Rearranging into standard quadratic form $at^2 + bt + c = 0$:

$$\boxed{a = v_{Tx}^2 + v_{Ty}^2 - V_H^2 = V_T^2 - V_H^2}$$

$$\boxed{b = 2(\Delta x \cdot v_{Tx} + \Delta y \cdot v_{Ty})}$$

$$\boxed{c = \Delta x^2 + \Delta y^2 = d_0^2}$$

where $d_0$ is the initial distance between hunter and target.

Note that $a$ simplifies to $V_T^2 - V_H^2$ because $v_{Tx}^2 + v_{Ty}^2 = V_T^2 \sin^2\theta + V_T^2 \cos^2\theta = V_T^2$.

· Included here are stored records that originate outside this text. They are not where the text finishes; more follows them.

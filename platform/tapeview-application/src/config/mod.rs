use serde::{Deserialize, Serialize};
use std::fs;
use std::path::Path;
use std::time::Duration;
use tapeview_domain::value_objects::drawing::PanelId;
use tapeview_domain::value_objects::symbol::{slots_from_labels, SymbolSlot};
use tapeview_domain::value_objects::timeframe::Timeframe;

/// One primary symbol plus one per secondary panel.
pub const TRACKED_SYMBOLS: usize = 1 + PanelId::SECONDARY_COUNT as usize;

#[derive(Debug, Deserialize, Serialize, Clone, Default, PartialEq)]
#[serde(deny_unknown_fields)]
pub struct Config {
    #[serde(default)]
    pub tick_log: TickLogConfig,
    #[serde(default)]
    pub symbols: SymbolsConfig,
    #[serde(default)]
    pub resample: ResampleConfig,
    #[serde(default)]
    pub dashboard: DashboardConfig,
}

#[derive(Debug, Deserialize, Serialize, Clone, PartialEq)]
#[serde(deny_unknown_fields, default)]
pub struct TickLogConfig {
    pub path: String,
    /// Set when the writer prepends a row index before the timestamp.
    pub leading_index_column: bool,
}

impl Default for TickLogConfig {
    fn default() -> Self {
        Self {
            path: "stock_data.csv".to_string(),
            leading_index_column: false,
        }
    }
}

#[derive(Debug, Deserialize, Serialize, Clone, PartialEq)]
#[serde(deny_unknown_fields, default)]
pub struct SymbolsConfig {
    /// Column-group order of the log; the first label drives the primary panel.
    pub labels: Vec<String>,
}

impl Default for SymbolsConfig {
    fn default() -> Self {
        Self {
            labels: ["AAPL", "MSFT", "NFLX", "PYPL", "FB", "TWTR", "AMZN"]
                .iter()
                .map(|s| s.to_string())
                .collect(),
        }
    }
}

#[derive(Debug, Deserialize, Serialize, Clone, PartialEq)]
#[serde(deny_unknown_fields, default)]
pub struct ResampleConfig {
    pub bucket: String,
}

impl Default for ResampleConfig {
    fn default() -> Self {
        Self {
            bucket: "1min".to_string(),
        }
    }
}

#[derive(Debug, Deserialize, Serialize, Clone, PartialEq)]
#[serde(deny_unknown_fields, default)]
pub struct DashboardConfig {
    pub refresh_ms: u64,
}

impl Default for DashboardConfig {
    fn default() -> Self {
        Self { refresh_ms: 1000 }
    }
}

impl Config {
    pub fn validate(&self) -> Result<(), String> {
        if self.symbols.labels.len() != TRACKED_SYMBOLS {
            return Err(format!(
                "symbols.labels must list exactly {TRACKED_SYMBOLS} symbols, got {}",
                self.symbols.labels.len()
            ));
        }
        if let Some(blank) = self.symbols.labels.iter().position(|l| l.trim().is_empty()) {
            return Err(format!("symbols.labels[{blank}] is empty"));
        }
        self.timeframe()?;
        if self.dashboard.refresh_ms == 0 {
            return Err("dashboard.refresh_ms must be >= 1".to_string());
        }
        if self.tick_log.path.trim().is_empty() {
            return Err("tick_log.path is empty".to_string());
        }
        Ok(())
    }

    pub fn timeframe(&self) -> Result<Timeframe, String> {
        Timeframe::parse(&self.resample.bucket)
            .map_err(|err| format!("resample.bucket: {err}"))
    }

    pub fn symbol_slots(&self) -> Vec<SymbolSlot> {
        slots_from_labels(&self.symbols.labels)
    }

    pub fn refresh_interval(&self) -> Duration {
        Duration::from_millis(self.dashboard.refresh_ms.max(1))
    }
}

pub fn load_config(path: &Path) -> Result<Config, String> {
    let (config, _source) = load_config_with_source(path)?;
    Ok(config)
}

pub fn load_config_with_source(path: &Path) -> Result<(Config, String), String> {
    let contents = fs::read_to_string(path)
        .map_err(|err| format!("failed to read config {}: {}", path.display(), err))?;
    let config: Config = toml::from_str(&contents)
        .map_err(|err| format!("failed to parse TOML {}: {}", path.display(), err))?;
    config
        .validate()
        .map_err(|err| format!("invalid config {}: {}", path.display(), err))?;
    Ok((config, contents))
}

pub fn to_toml_pretty(config: &Config) -> Result<String, String> {
    toml::to_string_pretty(config)
        .map_err(|err| format!("failed to serialize config as TOML: {err}"))
}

Step 4 — Solve the Quadratic

$$t = \frac{-b \pm \sqrt{b^2 - 4ac}}{2a}$$

This yields zero, one, or two real roots. The physical constraints are:

  • $t > 0$ (interception must be in the future)
  • If two positive roots exist, the smallest is the optimal (earliest) interception

Step 5 — Recover the Hunter Heading

Once $t$ is known, the interception point is:

$$P^* = T(t) = (x_T + v_{Tx} \cdot t, \quad y_T + v_{Ty} \cdot t)$$

The hunter's required heading (in navigation convention) is:

$$\theta_H = \text{atan2}(P^{\ast}_{x} - x_H, \quad P^{\ast}_{y} - y_H)$$

Note the argument order: atan2(east, north) directly produces a navigation angle (0° = North, CW positive).

Edge Cases

Condition Interpretation Result
$d_0 \approx 0$ Already co-located $t = 0$, immediate intercept
$a = 0$ $V_H = V_T$ (equal speeds) Degenerates to linear: $t = -c/b$
$\Delta < 0$ No real roots Interception impossible
Both $t_1, t_2 \le 0$ Solutions in the past Interception impossible
$V_H = 0$ Hunter cannot move Impossible (unless co-located)
$V_T > V_H$ and target fleeing Discriminant goes negative Correctly returns no solution

Worked Example

Setup:

  • Hunter at $(0, 0)$, speed $V_H = 15$
  • Target at $(100, 100)$, speed $V_T = 8$, heading $180°$ (due South)

Computation:

$$\Delta x = 100, \quad \Delta y = 100$$

$$v_{Tx} = 8 \sin(180°) = 0, \quad v_{Ty} = 8 \cos(180°) = -8$$

$$a = 0 + 64 - 225 = -161$$

$$b = 2(100 \cdot 0 + 100 \cdot (-8)) = -1600$$

$$c = 100^2 + 100^2 = 20000$$

$$\Delta = (-1600)^2 - 4(-161)(20000) = 2{,}560{,}000 + 12{,}880{,}000 = 15{,}440{,}000$$

$$\sqrt{\Delta} \approx 3929.94$$

$$t_1 = \frac{1600 - 3929.94}{-322} \approx 7.236, \quad t_2 = \frac{1600 + 3929.94}{-322} \approx -17.174$$

Only $t_1 > 0$, so $t^* \approx 7.236$ s.

Intercept point:

$$P^* = (100 + 0 \times 7.236, \quad 100 + (-8) \times 7.236) = (100.00, \quad 42.11)$$

Hunter heading:

$$\theta_H = \text{atan2}(100, 42.11) \approx 67.15°$$

Verification: Hunter distance $= 15 \times 7.236 = 108.54$. Check: $\sqrt{100^2 + 42.11^2} = 108.51$ (matches within floating-point tolerance).

Project Structure

LeadPursuit/
├── CMakeLists.txt
├── README.md
└── src/
    ├── main.cpp
    ├── math/
    │   ├── Types.h               # Point2D, InterceptionParams, InterceptionResult
    │   ├── AngleUtils.h          # Degree/radian and navigation/math conversions
    │   └── InterceptionSolver.h/cpp   # Pure analytical solver (no Qt dependency)
    └── gui/
        ├── MainWindow.h/cpp      # Input panel, results display, layout
        └── InterceptCanvas.h/cpp # Custom QWidget: grid, paths, markers

The math engine has zero dependency on Qt and can be used standalone.

Building

Requires C++20 and Qt6.

cmake -B build
cmake --build build
./build/LeadPursuit

About

A deterministic kinematic solver for surface-to-air and air-to-air interception. Calculates predictive impact points (PIP) and optimal intercept headings without iterative drift.